Love of nature
In a Christian adaptation of Cicero's teaching about friendship Aelred, abbot of Rievaux starts with a circle of his monks in the cloister. 
The day before yesterday, when I was going round the cloister of the monastery, sitting with the brethren in a loving circle, as though amid the delights of paradise, I admired the leaves, the flowers, and the fruits of every tree. I found no one in that great number whom I did not love, and whom I did not believe loved me. I was filled with such a joy as passes all the delights of this world. For I felt as though my spirit were transfused into them all, and their affection into me, so that I could say with the prophet: "Behold how good and how pleasant it is for brethren to dwell together in unity".
Even in this world, where not all we love can be our friends, how much easier it is to live in an atmosphere of love and trust, rather than surrounded by every kind of suspicion, loving no one and feeling oneself to be loved by no one.
in  Aelred explicitly alludes to that note of disinterestedness in love which so much appealed to the early Cistercian writers as an essential way of insisting upon the worthwhileness of Christian love in itself.

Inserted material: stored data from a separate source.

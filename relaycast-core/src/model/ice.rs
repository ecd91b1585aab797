use crate::utils::{DEFAULT_STUN_ADDR, DEFAULT_STUN_ADDR_2};
use serde::{Deserialize, Serialize};

#[derive(Debug, Clone, Serialize, Deserialize, PartialEq, Eq)]
pub struct IceServerConfig {
    pub urls: Vec<String>,
    pub username: Option<String>,
    pub credential: Option<String>,
}

impl IceServerConfig {
    pub fn stun(url: impl Into<String>) -> Self {
        Self {
            urls: vec![url.into()],
            username: None,
            credential: None,
        }
    }

    /// The public STUN servers used when nothing else is configured.
    pub fn defaults() -> Vec<IceServerConfig> {
        vec![
            IceServerConfig::stun(DEFAULT_STUN_ADDR),
            IceServerConfig::stun(DEFAULT_STUN_ADDR_2),
        ]
    }
}
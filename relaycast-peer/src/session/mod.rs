mod candidate_queue;
mod peer_session;
mod session_key;
mod session_worker;

pub use candidate_queue::CandidateQueue;
pub use peer_session::{PeerSession, SessionAction, SessionInput};
pub use session_key::SessionKey;
pub(crate) use session_worker::{SessionOp, SessionWorker};
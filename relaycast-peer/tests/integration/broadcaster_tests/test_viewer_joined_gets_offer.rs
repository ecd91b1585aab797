use serde_json::json;

use crate::integration::{TestRig, init_tracing, test_config};
use crate::utils::CountingMediaSource;

#[tokio::test]
async fn test_viewer_joined_gets_offer() {
    init_tracing();

    let mut rig = TestRig::new();
    let handle = rig.broadcaster(test_config(), CountingMediaSource::new());

    let mut relay = rig.next_connection().await;
    assert_eq!(relay.url, "ws://relay.test/signal/room-42/broadcaster");

    relay.push(json!({"type": "viewer-joined"}));

    let offer = relay.next_of_type("offer").await;
    assert_eq!(offer["viewerId"], 1);
    assert_eq!(offer["sdp"], "offer-1");

    let stats = handle.stats().await.expect("coordinator alive");
    assert_eq!(stats.active_session_count, 1);

    handle.close().await;
}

....the spiritual friendship which we call genuine is sought, not with an eye on any worldly expediency, or for some ulterior motive, but simply on account of its own natural worth and the inclination of the human heart, so that its profit and its reward is nothing other than itself.
Thus the Lord in the Gospel says: "I have appointed you that you should go and should bring forth fruit", that is, should love one another. For in true friendship one travels by making progress, and receives the fruit in the experience of the delight of its perfection.
Thus spiritual friendship is begotten between the good, who have lives, habits, and interests that are alike, which is "accord in benevolence and charity on things human and divine". So this definition seems to me to be adequate to express the notion of friendship if, however, according to our usage, we understand "charity" to exclude from friendship everything vicious.
When he goes on to speak of the origin and source of friendship, Aelred makes it quite clear that this disinterestedness in love, which is a reflection of God's disinterested self-giving in creation, is in no sense incompatible with a genuine sense of need. God alone is un-needy; only to him every creature cries: "Thou art my God, for thou hast no need of my goods."
Everything else needs the completion of relationship for its fulfilment in a world in which a vestige of God's own supreme unity has been left in the natural tendency of all things to fall into an order in time and place, from stones in the brook and trees in the wood to animals at play, everything seems to long for companionship.
The theoretical basis of the discussion is developed with reference to the belief which Aelred shares with Cicero that "there is nothing more advantageous to seek in human affairs, nothing harder to find, nothing sweeter to experience" than friendship. It is not merely that, as scripture says, "a faithful friend is the medicine of life". It is also that, as a consequence, friendship is a step towards that perfection "which consists in the love and knowledge of God; so that, from being a friend of man, a man becomes a friend of God, according to that saying of our Saviour in the Gospel: 'I will not now call you my servants, but my friends'".   
According to Aelred, the being which all things have is a participation or share in the being of God, who is the 'being of all things that exist'.  In his defence of the worthwhileness of friendship Aelred takes the view that it is actually a foretaste of heaven, "where no one hides his thoughts or disguises his affection. This is that true and everlasting friendship, which begins here and is perfected there. Here, few know it, where few are good. There, everyone shares it, where all are good".
The medieval image or model of the cosmos into which Aelred's imaginings had to fit, which, however grotesque its inaccuracies, was one of the most attractive concepts of it ever devised.  In this respect it is likely that the Cistercians knew better than the monks of the urban orders so many of the components of this grand design - the rocks and trees among which they worked and slept, the birds and animals he encountered each day in their wild valley,  and – around or above him - the elements, the sun and the moon, angels and demons, Lucifer and God.